*** Opening of RECORDS SUPPLIED ***

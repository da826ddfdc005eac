//! The HTTP surface: authentication and matchmaking.
//!
//! Matchmaking is a POST to enqueue followed by polling GETs until the
//! server has paired the player; the response carries the UDP endpoint and
//! the RSA public key of the assigned game server.

use std::time::Duration;

use base64::Engine;
use labrys_core::now_millis;
use serde::{Deserialize, Serialize};
use thiserror::Error;
use uuid::Uuid;

use crate::config::Config;

const MATCH_DEADLINE: Duration = Duration::from_secs(60);
const MATCH_POLL_INTERVAL: Duration = Duration::from_secs(2);

/// HTTP surface errors
#[derive(Debug, Error)]
pub enum ApiError {
    /// Transport-level HTTP failure
    #[error("http error: {0}")]
    Http(#[from] reqwest::Error),

    /// The API answered with an error status
    #[error("api error ({status}): {message}")]
    Api {
        /// HTTP status code
        status: u16,
        /// Server-provided message, if any
        message: String,
    },

    /// No match was assigned within the deadline
    #[error("matchmaking timed out")]
    MatchTimeout,

    /// The match response carried an undecodable server key
    #[error("malformed server public key: {0}")]
    BadPublicKey(base64::DecodeError),
}

#[derive(Debug, Serialize)]
struct AuthRequest<'a> {
    username: &'a str,
    password: &'a str,
}

/// The authenticated player as the API sees it
#[derive(Debug, Deserialize)]
pub struct PlayerProfile {
    /// Player identity, reused on the game plane
    pub id: Uuid,
    /// Display name
    pub username: String,
    /// Matchmaking rating
    pub rating: i32,
    /// Bearer token for matchmaking and the UDP handshake
    #[serde(rename = "auth_token")]
    pub token: String,
}

#[derive(Debug, Serialize)]
struct MatchRequest {
    id: Uuid,
    sent_at: i64,
}

#[derive(Debug, Deserialize)]
struct MatchInfoResponse {
    socket_pubkey: String,
    socket_addr: String,
}

#[derive(Debug, Deserialize)]
struct ApiMessage {
    message: String,
}

/// A match assignment
#[derive(Debug)]
pub struct MatchInfo {
    /// RSA public key of the assigned game server, PKCS#1 PEM bytes
    pub server_public_key: Vec<u8>,
    /// UDP endpoint of the assigned game server, host:port
    pub server_addr: String,
}

/// JSON client for the game API
pub struct ApiClient {
    http: reqwest::Client,
    config: Config,
}

impl ApiClient {
    /// Build a client for the configured API
    #[must_use]
    pub fn new(config: Config) -> Self {
        Self {
            http: reqwest::Client::new(),
            config,
        }
    }

    fn url(&self, path: &str) -> String {
        format!("{}{}", self.config.api_url.trim_end_matches('/'), path)
    }

    /// Create an account
    ///
    /// # Errors
    ///
    /// Propagates HTTP failures and API error statuses.
    pub async fn register(&self, username: &str, password: &str) -> Result<(), ApiError> {
        let response = self
            .http
            .post(self.url(&self.config.register_path))
            .json(&AuthRequest { username, password })
            .send()
            .await?;
        check(response).await?;
        Ok(())
    }

    /// Authenticate and fetch the player profile plus bearer token
    ///
    /// # Errors
    ///
    /// Propagates HTTP failures and API error statuses.
    pub async fn login(&self, username: &str, password: &str) -> Result<PlayerProfile, ApiError> {
        let response = self
            .http
            .post(self.url(&self.config.login_path))
            .json(&AuthRequest { username, password })
            .send()
            .await?;
        Ok(check(response).await?.json().await?)
    }

    /// Enqueue for a match and poll until one is assigned.
    ///
    /// # Errors
    ///
    /// Fails with [`ApiError::MatchTimeout`] if no match is assigned within
    /// a minute; otherwise propagates HTTP and decoding failures.
    pub async fn request_match(&self, player_id: Uuid, token: &str) -> Result<MatchInfo, ApiError> {
        let request = MatchRequest {
            id: player_id,
            sent_at: now_millis(),
        };
        let response = self
            .http
            .post(self.url(&self.config.match_path))
            .bearer_auth(token)
            .json(&request)
            .send()
            .await?;
        check(response).await?;

        let info_url = format!("{}/{}", self.url(&self.config.match_path), player_id);
        let deadline = tokio::time::Instant::now() + MATCH_DEADLINE;

        loop {
            if tokio::time::Instant::now() >= deadline {
                return Err(ApiError::MatchTimeout);
            }

            let poll = self
                .http
                .get(&info_url)
                .bearer_auth(token)
                .send()
                .await;

            match poll {
                Ok(response) if response.status().is_success() => {
                    let info: MatchInfoResponse = response.json().await?;
                    let server_public_key = base64::engine::general_purpose::STANDARD
                        .decode(&info.socket_pubkey)
                        .map_err(ApiError::BadPublicKey)?;
                    return Ok(MatchInfo {
                        server_public_key,
                        server_addr: info.socket_addr,
                    });
                }
                Ok(response) => {
                    tracing::debug!(status = %response.status(), "match not ready yet");
                    tokio::time::sleep(MATCH_POLL_INTERVAL).await;
                }
                Err(e) => {
                    tracing::debug!("match poll failed: {e}");
                    tokio::time::sleep(MATCH_POLL_INTERVAL).await;
                }
            }
        }
    }
}

/// Map error statuses to [`ApiError::Api`], pulling the server's JSON
/// message out of the body when there is one.
async fn check(response: reqwest::Response) -> Result<reqwest::Response, ApiError> {
    let status = response.status();
    if status.is_success() {
        return Ok(response);
    }

    let message = response
        .json::<ApiMessage>()
        .await
        .map(|m| m.message)
        .unwrap_or_else(|_| status.to_string());
    Err(ApiError::Api {
        status: status.as_u16(),
        message,
    })
}
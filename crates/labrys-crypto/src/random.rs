//! Secure random number generation.
//!
//! All randomness comes from the operating system CSPRNG.

use crate::CryptoError;

/// Fill a buffer with random bytes from the OS CSPRNG
pub fn fill_random(buf: &mut [u8]) -> Result<(), CryptoError> {
    getrandom::getrandom(buf).map_err(|_| CryptoError::RandomFailed)
}

/// Generate a random 32-byte array
pub fn random_32() -> Result<[u8; 32], CryptoError> {
    let mut buf = [0u8; 32];
    fill_random(&mut buf)?;
    Ok(buf)
}
//! Command-line client for the labrys maze game.
//!
//! `register` creates an account; `play` logs in, waits for a match, runs
//! the encrypted UDP session against the assigned game server, and maps
//! w/a/s/d lines on stdin to moves.

mod api;
mod config;

use std::net::SocketAddr;
use std::sync::Arc;
use std::time::Duration;

use anyhow::Context;
use clap::{Parser, Subcommand};
use labrys_core::SessionConfig;
use labrys_crypto::SessionKey;
use labrys_game::{Direction, GameClient, GameError, GameEvents, GameState};
use tokio::io::{AsyncBufReadExt, BufReader};
use tokio::sync::mpsc;
use tokio::time::timeout;
use tracing_subscriber::EnvFilter;
use uuid::Uuid;

use crate::api::ApiClient;

const HANDSHAKE_DEADLINE: Duration = Duration::from_secs(10);

#[derive(Parser)]
#[command(name = "labrys", version, about = "Maze game client")]
struct Cli {
    #[command(flatten)]
    config: config::Config,

    #[command(subcommand)]
    command: Command,
}

#[derive(Subcommand)]
enum Command {
    /// Create an account
    Register {
        /// Account name
        #[arg(long)]
        username: String,
    },
    /// Log in, wait for a match and play it
    Play {
        /// Account name
        #[arg(long)]
        username: String,
    },
}

#[tokio::main]
async fn main() -> anyhow::Result<()> {
    tracing_subscriber::fmt()
        .with_env_filter(EnvFilter::from_default_env())
        .init();

    let cli = Cli::parse();
    let api = ApiClient::new(cli.config);

    match cli.command {
        Command::Register { username } => register(&api, &username).await,
        Command::Play { username } => play(&api, &username).await,
    }
}

async fn register(api: &ApiClient, username: &str) -> anyhow::Result<()> {
    let password = rpassword::prompt_password("password: ")?;
    api.register(username, &password).await?;
    println!("account created; start a game with `labrys play`");
    Ok(())
}

struct TerminalEvents {
    player_id: Uuid,
    connected_tx: mpsc::UnboundedSender<()>,
    ended_tx: mpsc::UnboundedSender<()>,
}

impl GameEvents for TerminalEvents {
    fn on_connected(&self) {
        let _ = self.connected_tx.send(());
    }

    fn on_state_change(&self, state: &GameState) {
        render(state, self.player_id);
    }

    fn on_game_end(&self, state: &GameState) {
        println!("game over");
        render(state, self.player_id);
        let _ = self.ended_tx.send(());
    }

    fn on_ping_result(&self, rtt_ms: i64) {
        tracing::debug!(rtt_ms, "latency probe");
    }
}

async fn play(api: &ApiClient, username: &str) -> anyhow::Result<()> {
    let password = rpassword::prompt_password("password: ")?;
    let profile = api.login(username, &password).await?;
    println!("logged in as {} (rating {})", profile.username, profile.rating);

    println!("waiting for a match...");
    let assignment = api.request_match(profile.id, &profile.token).await?;
    let server_addr: SocketAddr = tokio::net::lookup_host(assignment.server_addr.as_str())
        .await?
        .next()
        .context("game server address did not resolve")?;
    println!("matched; game server at {server_addr}");

    let session_key = SessionKey::generate()?;
    let session_config = SessionConfig::new(
        server_addr,
        assignment.server_public_key,
        session_key.as_bytes().to_vec(),
    );

    let (connected_tx, mut connected_rx) = mpsc::unbounded_channel();
    let (ended_tx, mut ended_rx) = mpsc::unbounded_channel();
    let events = Arc::new(TerminalEvents {
        player_id: profile.id,
        connected_tx,
        ended_tx,
    });

    let client = GameClient::new(session_config, profile.id, events).await?;
    client.start(profile.token.as_bytes()).await?;

    timeout(HANDSHAKE_DEADLINE, connected_rx.recv())
        .await
        .context("handshake timed out")?;
    println!("connected; move with w/a/s/d, q quits");
    client.request_state().await?;

    let mut lines = BufReader::new(tokio::io::stdin()).lines();
    loop {
        tokio::select! {
            _ = ended_rx.recv() => break,
            line = lines.next_line() => {
                let Some(line) = line? else { break };
                let direction = match line.trim() {
                    "w" => Direction::North,
                    "s" => Direction::South,
                    "d" => Direction::East,
                    "a" => Direction::West,
                    "q" => break,
                    "" => continue,
                    other => {
                        println!("unknown command: {other}");
                        continue;
                    }
                };
                match client.move_player(direction).await {
                    Ok(()) => {}
                    Err(GameError::NoKnownState) => println!("no snapshot yet, hang on"),
                    Err(e) => return Err(e.into()),
                }
            }
        }
    }

    client.stop().await;
    Ok(())
}

/// Draw the grid with player markers and leftover rewards, then the
/// scoreboard.
fn render(state: &GameState, player_id: Uuid) {
    println!("-- state v{} --", state.version);
    for (row, cells) in state.maze.grid.iter().enumerate() {
        let mut line = String::with_capacity(cells.len() * 2);
        for (col, cell) in cells.iter().enumerate() {
            let occupant = state
                .players
                .iter()
                .find(|p| p.pos.row == row as i32 && p.pos.col == col as i32);
            let glyph = match occupant {
                Some(p) if p.id == player_id => '@',
                Some(_) => 'o',
                None if cell.reward > 0 => '*',
                None => '.',
            };
            line.push(glyph);
            line.push(' ');
        }
        println!("{line}");
    }
    for player in &state.players {
        let marker = if player.id == player_id { " (you)" } else { "" };
        println!("  {}{}: {} points", player.id, marker, player.reward);
    }
}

*** Close of RECORDS SUPPLIED ***

Say only how many lines in the records carry the word "CSPRNG".

2